Johnston County officials pulled back the curtain on just how fast things are changing this week, rolling out a fresh set of numbers on population, home values and education levels that will shape decisions on schools, taxes and jobs. The one-page “Johnston by the numbers” briefing, shared Tuesday on the county’s official Facebook feed, was presented to commissioners as a kind of quick reality check before the next round of big-budget choices.
County's "Johnston by the numbers" slides
The county’s snapshot leans heavily on headline figures meant to show a community in full-on growth mode. The post highlights a median age of 37.9, a median household income of $83,384, and a claim that property values have climbed 77%. It also notes Johnston is now the state’s third-fastest-growing county and breaks out age groups to show who is actually driving that growth. These figures come from the county’s own graphics, according to Johnston County Government.

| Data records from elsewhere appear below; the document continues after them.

#[cfg(test)]
mod tests {
    use super::*;
    use crate::audio::fft::{BandEnergy, FftResult};

    fn state_with_meters(count: usize, meters: &[(usize, f32, f32)]) -> ConsoleState {
        let state = ConsoleState::new();
        state.init(count, 4);
        for &(ch, rms, peak) in meters {
            state.update_meter(ch, rms, peak);
        }
        state
    }

    fn fft_result(bands: BandEnergy, rms: f32, peak: f32, dominant: f32) -> FftResult {
        FftResult {
            bands,
            spectral_centroid: dominant,
            dominant_freq_hz: dominant,
            rms_db: rms,
            peak_db: peak,
            crest_factor: peak - rms,
            has_signal: true,
        }
    }

    fn flat_bands(level: f32) -> BandEnergy {
        BandEnergy {
            sub_bass: level,
            bass: level,
            low_mid: level,
            mid: level,
            upper_mid: level,
            presence: level,
            air: level,
        }
    }

    #[test]
    fn test_silent_channels_produce_no_issues() {
        let analyser = AudioAnalyser::new();
        let state = state_with_meters(4, &[]);
        let analysis = analyser.analyse(&state);
        assert!(!analysis.has_clipping);
        assert!(analyser.detect_issues(&analysis).is_empty());
    }

    #[test]
    fn test_clipping_detected_from_meters() {
        let analyser = AudioAnalyser::new();
        let state = state_with_meters(4, &[(2, -3.0, 0.2)]);
        let analysis = analyser.analyse(&state);

        assert!(analysis.has_clipping);
        assert_eq!(analysis.clipping_channel, 2);

        let issues = analyser.detect_issues(&analysis);
        let clip = issues.iter().find(|i| i.kind == IssueKind::Clipping).unwrap();
        assert_eq!(clip.channel, 2);
        // severity = (0.2 + 3) / 3, clamped
        assert!((clip.severity - 1.0).abs() < 0.07);
    }

    #[test]
    fn test_clipping_at_zero_dbfs() {
        let analyser = AudioAnalyser::new();
        let state = state_with_meters(2, &[(1, -6.0, 0.0)]);
        let analysis = analyser.analyse(&state);
        let issues = analyser.detect_issues(&analysis);
        assert!(issues.iter().any(|i| i.kind == IssueKind::Clipping));
    }

    #[test]
    fn test_feedback_risk_from_fft() {
        let analyser = AudioAnalyser::new();
        let state = state_with_meters(4, &[(4, -9.0, -6.0)]);

        // 2kHz sine at -9 dBFS RMS: crest ~3dB
        analyser.update_fft(4, fft_result(flat_bands(-40.0), -9.0, -6.1, 2000.0));

        let analysis = analyser.analyse(&state);
        let ch = &analysis.channels[3];
        assert!(ch.is_feedback_risk);

        let issues = analyser.detect_issues(&analysis);
        let fb = issues.iter().find(|i| i.kind == IssueKind::FeedbackRisk).unwrap();
        assert_eq!(fb.channel, 4);
        assert!((fb.freq_hz - 2000.0).abs() < 1.0);
    }

    #[test]
    fn test_feedback_heuristic_without_fft() {
        let analyser = AudioAnalyser::new();
        // Loud and flat: rms -8, peak -6 => crest 2
        let state = state_with_meters(4, &[(1, -8.0, -6.0)]);
        let analysis = analyser.analyse(&state);
        assert!(analysis.channels[0].is_feedback_risk);

        // Same crest but quieter than the -10dB meter gate
        let state = state_with_meters(4, &[(1, -11.0, -9.0)]);
        let analysis = analyser.analyse(&state);
        assert!(!analysis.channels[0].is_feedback_risk);
    }

    #[test]
    fn test_balanced_channel_has_no_tonal_issues() {
        let analyser = AudioAnalyser::new();
        let state = state_with_meters(2, &[(1, -20.0, -8.0)]);
        analyser.update_fft(1, fft_result(flat_bands(-20.0), -20.0, -8.0, 500.0));

        let analysis = analyser.analyse(&state);
        let issues = analyser.detect_issues(&analysis);
        assert!(
            !issues.iter().any(|i| matches!(
                i.kind,
                IssueKind::Boomy | IssueKind::Harsh | IssueKind::Thin | IssueKind::Masking
            )),
            "unexpected issues: {:?}",
            issues
        );
    }

    #[test]
    fn test_boomy_detection() {
        let analyser = AudioAnalyser::new();
        let state = state_with_meters(2, &[(1, -18.0, -6.0)]);
        let mut bands = flat_bands(-30.0);
        bands.low_mid = -8.0; // > -12 and > mid + 6
        analyser.update_fft(1, fft_result(bands, -18.0, -6.0, 350.0));

        let analysis = analyser.analyse(&state);
        let issues = analyser.detect_issues(&analysis);
        let boomy = issues.iter().find(|i| i.kind == IssueKind::Boomy).unwrap();
        assert_eq!(boomy.freq_hz, 350.0);
        assert!(boomy.severity > 0.0);
    }

    #[test]
    fn test_harsh_detection() {
        let analyser = AudioAnalyser::new();
        let state = state_with_meters(2, &[(1, -18.0, -6.0)]);
        let mut bands = flat_bands(-30.0);
        bands.upper_mid = -8.0;
        analyser.update_fft(1, fft_result(bands, -18.0, -6.0, 3000.0));

        let analysis = analyser.analyse(&state);
        let issues = analyser.detect_issues(&analysis);
        let harsh = issues.iter().find(|i| i.kind == IssueKind::Harsh).unwrap();
        assert_eq!(harsh.freq_hz, 3500.0);
    }

    #[test]
    fn test_thin_detection() {
        let analyser = AudioAnalyser::new();
        let state = state_with_meters(2, &[(1, -18.0, -6.0)]);
        let mut bands = flat_bands(-20.0);
        bands.bass = -10.0;
        bands.presence = -35.0;
        analyser.update_fft(1, fft_result(bands, -18.0, -6.0, 200.0));

        let analysis = analyser.analyse(&state);
        let issues = analyser.detect_issues(&analysis);
        let thin = issues.iter().find(|i| i.kind == IssueKind::Thin).unwrap();
        assert_eq!(thin.freq_hz, 5000.0);
    }

    #[test]
    fn test_masking_between_bass_heavy_channels() {
        let analyser = AudioAnalyser::new();
        let state = state_with_meters(4, &[(1, -15.0, -5.0), (2, -14.0, -5.0)]);

        let mut bands_a = flat_bands(-40.0);
        bands_a.bass = -10.0;
        let mut bands_b = flat_bands(-40.0);
        bands_b.bass = -12.0;
        analyser.update_fft(1, fft_result(bands_a, -15.0, -5.0, 100.0));
        analyser.update_fft(2, fft_result(bands_b, -14.0, -5.0, 110.0));

        let analysis = analyser.analyse(&state);
        let issues = analyser.detect_issues(&analysis);
        let mask = issues.iter().find(|i| i.kind == IssueKind::Masking).unwrap();
        assert_eq!(mask.channel, 1);
        assert_eq!(mask.channel2, Some(2));
        assert_eq!(mask.freq_hz, 200.0);
    }

    #[test]
    fn test_feedback_tone_through_ring_and_fft() {
        // A loud 2kHz tone ringing into limiting (as feedback does),
        // fed through the capture ring: the analyser should flag
        // channel 4 as a feedback risk near 2kHz
        use crate::audio::fft::FftAnalyser;
        use crate::audio::ring::RingBuffer;

        let ring = RingBuffer::new(4096);
        let samples: Vec<f32> = (0..1024)
            .map(|i| {
                let s = 0.6 * (2.0 * std::f32::consts::PI * 2000.0 * i as f32 / 48_000.0).sin();
                s.clamp(-0.5, 0.5)
            })
            .collect();
        assert_eq!(ring.write(&samples), 1024);

        let mut block = vec![0.0f32; 1024];
        assert_eq!(ring.read(&mut block), 1024);

        let mut fft = FftAnalyser::new(1024);
        let result = fft.analyse(&block, 48_000.0);
        assert!(result.has_signal);
        assert!(result.rms_db > -12.0, "rms {}", result.rms_db);
        assert!(result.crest_factor < 3.0, "crest {}", result.crest_factor);

        let analyser = AudioAnalyser::new();
        let state = state_with_meters(4, &[(4, -9.0, -6.0)]);
        analyser.update_fft(4, result);

        let analysis = analyser.analyse(&state);
        let issues = analyser.detect_issues(&analysis);
        let fb = issues.iter().find(|i| i.kind == IssueKind::FeedbackRisk).unwrap();
        assert_eq!(fb.channel, 4);
        assert!((fb.freq_hz - 2000.0).abs() < 60.0, "freq {}", fb.freq_hz);
        // Advisory only: nothing here proposes an action
    }

    #[test]
    fn test_no_fft_means_no_tonal_issues() {
        let analyser = AudioAnalyser::new();
        // Loud channel, no FFT: spectral slice at default floor
        let state = state_with_meters(2, &[(1, -20.0, -5.0)]);
        let analysis = analyser.analyse(&state);
        let issues = analyser.detect_issues(&analysis);
        assert!(!issues
            .iter()
            .any(|i| matches!(i.kind, IssueKind::Boomy | IssueKind::Harsh | IssueKind::Thin)));
        assert!(!analyser.has_fft_data());
    }
}
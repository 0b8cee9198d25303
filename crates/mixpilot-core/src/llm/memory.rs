//! Rolling session memory.
//!
//! A bounded FIFO of everything that happened this show: actions taken
//! and rejected, observations, engineer overrides and instructions,
//! periodic mix snapshots. The most recent slice is serialised into
//! the LLM prompt as `recent_history`.

use std::collections::VecDeque;
use std::sync::Mutex;
use std::time::Instant;

use serde_json::{json, Value};

use crate::action::schema::MixAction;

/// Default bound on retained entries
pub const DEFAULT_CAPACITY: usize = 200;

#[derive(Debug, Clone, Copy, PartialEq, Eq)]
pub enum MemoryKind {
    /// We changed something
    ActionTaken,
    /// The approval queue rejected it
    ActionRejected,
    /// LLM noted something
    Observation,
    /// Engineer manually changed something
    EngOverride,
    /// Engineer typed a chat instruction
    EngInstruction,
    /// Periodic mix state dump
    MixSnapshot,
}

impl MemoryKind {
    fn as_wire(&self) -> &'static str {
        match self {
            MemoryKind::ActionTaken => "action_taken",
            MemoryKind::ActionRejected => "action_rejected",
            MemoryKind::Observation => "observation",
            MemoryKind::EngOverride => "engineer_override",
            MemoryKind::EngInstruction => "engineer_instruction",
            MemoryKind::MixSnapshot => "snapshot",
        }
    }
}

#[derive(Debug, Clone)]
struct MemoryEntry {
    timestamp: Instant,
    kind: MemoryKind,
    action: Option<MixAction>,
    context: Option<Value>,
    note: String,
}

pub struct SessionMemory {
    entries: Mutex<VecDeque<MemoryEntry>>,
    capacity: usize,
}

impl SessionMemory {
    pub fn new(capacity: usize) -> Self {
        Self { entries: Mutex::new(VecDeque::new()), capacity }
    }

    pub fn record_action(&self, action: &MixAction, context: Value) {
        self.push(MemoryEntry {
            timestamp: Instant::now(),
            kind: MemoryKind::ActionTaken,
            note: action.describe(),
            action: Some(action.clone()),
            context: Some(context),
        });
    }

    pub fn record_rejection(&self, action: &MixAction, reason: &str) {
        self.push(MemoryEntry {
            timestamp: Instant::now(),
            kind: MemoryKind::ActionRejected,
            note: format!("Rejected: {}", reason),
            action: Some(action.clone()),
            context: None,
        });
    }

    pub fn record_observation(&self, note: &str) {
        self.push(MemoryEntry {
            timestamp: Instant::now(),
            kind: MemoryKind::Observation,
            note: note.to_string(),
            action: None,
            context: None,
        });
    }

    pub fn record_override(&self, channel: usize, what: &str) {
        self.push(MemoryEntry {
            timestamp: Instant::now(),
            kind: MemoryKind::EngOverride,
            note: format!("Engineer override ch{}: {}", channel, what),
            action: None,
            context: Some(json!({ "channel": channel })),
        });
    }

    pub fn record_instruction(&self, instruction: &str) {
        self.push(MemoryEntry {
            timestamp: Instant::now(),
            kind: MemoryKind::EngInstruction,
            note: instruction.to_string(),
            action: None,
            context: None,
        });
    }

    pub fn record_snapshot(&self, mix_state: Value) {
        self.push(MemoryEntry {
            timestamp: Instant::now(),
            kind: MemoryKind::MixSnapshot,
            note: "Mix snapshot".into(),
            action: None,
            context: Some(mix_state),
        });
    }

    /// Standing instructions, oldest first, capped at `max`.
    pub fn active_instructions(&self, max: usize) -> Vec<String> {
        let entries = self.entries.lock().unwrap();
        let mut result: Vec<String> = entries
            .iter()
            .rev()
            .filter(|e| e.kind == MemoryKind::EngInstruction)
            .take(max)
            .map(|e| e.note.clone())
            .collect();
        result.reverse();
        result
    }

    /// Serialise the most recent entries for the LLM prompt.
    /// `seconds_ago` is derived at read time.
    pub fn build_context(&self, max_recent: usize) -> Value {
        let entries = self.entries.lock().unwrap();
        let now = Instant::now();
        let skip = entries.len().saturating_sub(max_recent);

        let items: Vec<Value> = entries
            .iter()
            .skip(skip)
            .map(|e| {
                let mut entry = json!({
                    "seconds_ago": now.duration_since(e.timestamp).as_secs(),
                    "type": e.kind.as_wire(),
                    "note": e.note,
                });
                match e.kind {
                    MemoryKind::ActionTaken | MemoryKind::ActionRejected => {
                        if let Some(action) = &e.action {
                            entry["action"] = action.to_json();
                        }
                    }
                    MemoryKind::EngOverride => {
                        if let Some(ctx) = &e.context {
                            entry["channel"] = ctx.get("channel").cloned().unwrap_or(Value::Null);
                        }
                    }
                    MemoryKind::EngInstruction => {
                        entry["instruction"] = Value::String(e.note.clone());
                    }
                    MemoryKind::Observation | MemoryKind::MixSnapshot => {}
                }
                entry
            })
            .collect();

        Value::Array(items)
    }

    pub fn len(&self) -> usize {
        self.entries.lock().unwrap().len()
    }

    pub fn is_empty(&self) -> bool {
        self.len() == 0
    }

    fn push(&self, entry: MemoryEntry) {
        let mut entries = self.entries.lock().unwrap();
        entries.push_back(entry);
        while entries.len() > self.capacity {
            entries.pop_front();
        }
    }
}

impl Default for SessionMemory {
    fn default() -> Self {
        Self::new(DEFAULT_CAPACITY)
    }
}

#[cfg(test)]
mod tests {
    use super::*;
    use crate::action::schema::{ActionKind, MixAction};

    fn fader_action() -> MixAction {
        MixAction {
            kind: ActionKind::SetFader,
            channel: 2,
            value: 0.6,
            ..MixAction::default()
        }
    }

    #[test]
    fn test_fifo_eviction_beyond_capacity() {
        let mem = SessionMemory::new(3);
        for i in 0..5 {
            mem.record_observation(&format!("obs {}", i));
        }
        assert_eq!(mem.len(), 3);
        let ctx = mem.build_context(10);
        assert_eq!(ctx[0]["note"], "obs 2");
        assert_eq!(ctx[2]["note"], "obs 4");
    }

    #[test]
    fn test_build_context_returns_recent_slice() {
        let mem = SessionMemory::new(100);
        for i in 0..10 {
            mem.record_observation(&format!("obs {}", i));
        }
        let ctx = mem.build_context(3);
        let items = ctx.as_array().unwrap();
        assert_eq!(items.len(), 3);
        assert_eq!(items[0]["note"], "obs 7");
        assert!(items[0]["seconds_ago"].is_u64());
    }

    #[test]
    fn test_action_entries_carry_action_json() {
        let mem = SessionMemory::new(10);
        mem.record_action(&fader_action(), json!({"snapshot": true}));
        mem.record_rejection(&fader_action(), "too big a move");

        let ctx = mem.build_context(10);
        assert_eq!(ctx[0]["type"], "action_taken");
        assert_eq!(ctx[0]["action"]["channel"], 2);
        assert_eq!(ctx[1]["type"], "action_rejected");
        assert!(ctx[1]["note"].as_str().unwrap().contains("too big"));
    }

    #[test]
    fn test_active_instructions_tail_in_order() {
        let mem = SessionMemory::new(100);
        mem.record_instruction("keep vocals up");
        mem.record_observation("noise");
        mem.record_instruction("leave drums alone");
        mem.record_instruction("more reverb on snare");

        let instructions = mem.active_instructions(2);
        assert_eq!(instructions, vec!["leave drums alone", "more reverb on snare"]);
    }

    #[test]
    fn test_override_entry_carries_channel() {
        let mem = SessionMemory::new(10);
        mem.record_override(4, "fader moved");
        let ctx = mem.build_context(10);
        assert_eq!(ctx[0]["type"], "engineer_override");
        assert_eq!(ctx[0]["channel"], 4);
    }
}
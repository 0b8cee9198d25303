//! LLM integration: the decision engine transport, rolling session
//! memory, learned engineer preferences and genre mix targets.

pub mod engine;
pub mod memory;
pub mod prefs;
pub mod presets;

pub use engine::{DecisionEngine, LlmConfig, LlmError};
pub use memory::{MemoryKind, SessionMemory};
pub use prefs::PreferenceLearner;
pub use presets::{GenrePreset, GenrePresetLibrary, RoleMixTarget};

Educational attainment is another point county leaders clearly want on the record. The post shows roughly 41.6% of adults with an associate degree or higher, and points out that this share tracks closely with federal estimates of about 41.7% for the county, as reported in the Federal Reserve Bank of St. Louis’ FRED database.
How those figures compare with Census data
Federal data paint essentially the same big-picture story, even if the exact numbers do not line up perfectly. The U.S. Census Bureau’s QuickFacts estimates Johnston County’s population at 249,794 as of July 1, 2024, and shows a median household income of $79,838 for 2019–2023, with a median owner-occupied home value of $305,600 for 2020–2024. Those figures point in the same direction the county is emphasizing: more people, higher incomes and pricier homes, according to U.S. Census Bureau QuickFacts.
The small gaps between county graphics and federal tables mostly come down to timing and definitions. Different data vintages, survey windows and ways of slicing the numbers explain why the charts are not identical, even though the underlying trends match up.
Why the timing matters for taxes, schools and jobs
The new demographic slide deck lands right in the middle of some politically touchy conversations. County leaders are still working through the fallout from a full property reappraisal and upcoming decisions on tax rates, a process covered in January 2025 in reporting on the county’s property reappraisal and tax talks.
Growth is not just a line on a chart, it is a pressure test for the budget. Rapidly rising home values can expand the tax base at the same time they spark pushback from homeowners. Population growth feeds school enrollments and infrastructure needs. And then there is the commute problem. About 77% of Johnston residents leave the county for work, according to WRAL, a statistic local economic-development officials have pointed to while arguing for more industrial and commercial space inside county lines.
All of that is the backdrop for the slide deck that showed up in the commissioners’ meeting packets this week. The numbers are less about bragging rights and more about framing the tough choices on tax policy, school construction and land use that are now on the table.
Training to meet employer demand
County leaders are not just counting rooftops, they are also trying to line up workers for the employers they hope to attract. One key piece: Johnston Community College’s Advanced Manufacturing Training Facility in Four Oaks, which the college’s campus map lists at 546 Boyette Road. The facility is designed to build the kind of hands-on skills that local manufacturers say they need, according to Johnston Community College.
The training center and related programs are central to the county’s bid to make sure that when new industrial projects land, local residents are actually in line for those paychecks instead of watching the jobs go elsewhere.
For now, commissioners and staff are expected to treat the updated demographic slides as one more tool, alongside enrollment projections, budget forecasts and development maps, as they shape policy in the months ahead. The county’s original post and full slide deck remain available on its social feed for anyone who wants to study the graphics or dig into the raw numbers for themselves.